» **Aim of the exercise**
Where does the string "least" appear in the records? Copy every line that contains it.
-------- Excerpted data
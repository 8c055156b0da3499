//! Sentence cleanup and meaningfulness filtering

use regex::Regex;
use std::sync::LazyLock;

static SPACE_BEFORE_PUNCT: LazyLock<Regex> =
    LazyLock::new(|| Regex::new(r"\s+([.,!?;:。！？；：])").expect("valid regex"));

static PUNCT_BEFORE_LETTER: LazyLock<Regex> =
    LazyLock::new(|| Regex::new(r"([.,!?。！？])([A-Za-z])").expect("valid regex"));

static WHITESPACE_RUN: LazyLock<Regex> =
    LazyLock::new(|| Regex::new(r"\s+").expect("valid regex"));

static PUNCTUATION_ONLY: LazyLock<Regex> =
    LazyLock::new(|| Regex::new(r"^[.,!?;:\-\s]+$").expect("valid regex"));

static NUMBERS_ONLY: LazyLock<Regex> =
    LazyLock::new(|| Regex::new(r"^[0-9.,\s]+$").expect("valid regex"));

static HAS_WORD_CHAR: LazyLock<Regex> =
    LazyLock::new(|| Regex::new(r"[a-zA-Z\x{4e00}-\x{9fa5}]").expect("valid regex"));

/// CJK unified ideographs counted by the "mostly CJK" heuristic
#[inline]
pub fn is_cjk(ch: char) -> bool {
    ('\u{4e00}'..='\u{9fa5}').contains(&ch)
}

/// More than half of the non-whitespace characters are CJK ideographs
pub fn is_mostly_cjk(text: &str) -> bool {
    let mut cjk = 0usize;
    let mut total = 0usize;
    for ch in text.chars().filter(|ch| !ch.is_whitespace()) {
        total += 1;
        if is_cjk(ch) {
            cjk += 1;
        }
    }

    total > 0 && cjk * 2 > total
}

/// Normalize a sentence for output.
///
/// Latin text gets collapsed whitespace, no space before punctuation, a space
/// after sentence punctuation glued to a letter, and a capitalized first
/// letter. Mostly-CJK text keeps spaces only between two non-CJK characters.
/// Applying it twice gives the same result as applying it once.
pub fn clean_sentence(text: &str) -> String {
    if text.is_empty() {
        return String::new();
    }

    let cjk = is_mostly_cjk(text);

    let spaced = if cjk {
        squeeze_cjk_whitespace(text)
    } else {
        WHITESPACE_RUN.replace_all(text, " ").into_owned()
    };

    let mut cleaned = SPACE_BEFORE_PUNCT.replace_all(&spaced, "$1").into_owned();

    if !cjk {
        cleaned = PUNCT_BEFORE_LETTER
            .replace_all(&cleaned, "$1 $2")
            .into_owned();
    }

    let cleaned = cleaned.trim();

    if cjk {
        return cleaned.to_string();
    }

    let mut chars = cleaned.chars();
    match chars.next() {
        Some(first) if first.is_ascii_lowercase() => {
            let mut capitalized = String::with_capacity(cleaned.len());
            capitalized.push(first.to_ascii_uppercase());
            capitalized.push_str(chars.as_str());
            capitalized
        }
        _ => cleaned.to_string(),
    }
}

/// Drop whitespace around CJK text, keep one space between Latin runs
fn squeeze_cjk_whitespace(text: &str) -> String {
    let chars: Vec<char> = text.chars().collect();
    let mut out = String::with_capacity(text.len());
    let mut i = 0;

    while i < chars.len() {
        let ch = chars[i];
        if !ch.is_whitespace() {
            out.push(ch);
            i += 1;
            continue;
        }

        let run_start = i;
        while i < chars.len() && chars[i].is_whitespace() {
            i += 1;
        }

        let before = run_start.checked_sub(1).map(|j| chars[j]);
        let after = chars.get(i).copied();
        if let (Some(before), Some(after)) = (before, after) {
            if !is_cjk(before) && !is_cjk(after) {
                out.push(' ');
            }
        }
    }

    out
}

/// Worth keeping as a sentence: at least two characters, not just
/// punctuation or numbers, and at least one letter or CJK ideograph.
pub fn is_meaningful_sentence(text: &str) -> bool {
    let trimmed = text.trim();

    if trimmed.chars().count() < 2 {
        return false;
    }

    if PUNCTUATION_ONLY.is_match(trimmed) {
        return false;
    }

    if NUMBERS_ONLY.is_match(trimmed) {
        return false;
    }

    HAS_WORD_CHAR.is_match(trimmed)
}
----------------
» **Response**
/// Worth keeping as a sentence: at least two characters, not just
/// punctuation or numbers, and at least one letter or CJK ideograph.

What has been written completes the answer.